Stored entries
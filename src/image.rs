use crate::MergeError;

/// A rectangular raster of region labels, stored row-major. Labels are dense
/// non-negative integers indexing into the per-label statistics tables.
#[derive(Debug, Clone, PartialEq, Eq)]
pub struct LabelImage {
    width: usize,
    height: usize,
    labels: Vec<usize>,
}

impl LabelImage {
    /// Creates a label image from a row-major buffer of labels.
    ///
    /// # Parameters
    /// * `width` - the number of columns in the raster.
    /// * `height` - the number of rows in the raster.
    /// * `labels` - the per-pixel labels, row-major, of length width * height.
    ///
    /// # Returns
    /// * A result containing the label image, or an error if the buffer
    ///   length does not match the stated dimensions.
    pub fn new(width: usize, height: usize, labels: Vec<usize>) -> Result<Self, MergeError> {
        if labels.len() != width * height {
            return Err(MergeError::DataSizeMismatch(format!(
                "{width}x{height} image needs {} labels, but {} were passed",
                width * height,
                labels.len()
            )));
        }
        Ok(LabelImage {
            width,
            height,
            labels,
        })
    }

    pub(crate) fn from_parts(width: usize, height: usize, labels: Vec<usize>) -> Self {
        debug_assert_eq!(labels.len(), width * height);
        LabelImage {
            width,
            height,
            labels,
        }
    }

    pub fn width(&self) -> usize {
        self.width
    }

    pub fn height(&self) -> usize {
        self.height
    }

    /// The per-pixel labels in row-major order.
    pub fn labels(&self) -> &[usize] {
        &self.labels
    }

    pub fn is_empty(&self) -> bool {
        self.labels.is_empty()
    }

    pub(crate) fn label_at(&self, x: usize, y: usize) -> usize {
        self.labels[y * self.width + x]
    }

    /// The labels of the 4-connected neighbours of (x, y). Pixels outside the
    /// raster are simply absent, so corner pixels yield two neighbours and
    /// interior pixels four.
    pub(crate) fn neighbour_labels(&self, x: usize, y: usize) -> impl Iterator<Item = usize> + '_ {
        let north = (y > 0).then(|| self.label_at(x, y - 1));
        let south = (y + 1 < self.height).then(|| self.label_at(x, y + 1));
        let west = (x > 0).then(|| self.label_at(x - 1, y));
        let east = (x + 1 < self.width).then(|| self.label_at(x + 1, y));
        [north, south, west, east].into_iter().flatten()
    }
}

* WHAT IS NEEDED: Note down each line above where the word "usize" occurs.

* ANSWER TO THE EXERCISE:
    width: usize,
    height: usize,
    labels: Vec<usize>,
    pub fn new(width: usize, height: usize, labels: Vec<usize>) -> Result<Self, MergeError> {
    pub(crate) fn from_parts(width: usize, height: usize, labels: Vec<usize>) -> Self {
    pub fn width(&self) -> usize {
    pub fn height(&self) -> usize {
    pub fn labels(&self) -> &[usize] {
    pub(crate) fn label_at(&self, x: usize, y: usize) -> usize {
    pub(crate) fn neighbour_labels(&self, x: usize, y: usize) -> impl Iterator<Item = usize> + '_ {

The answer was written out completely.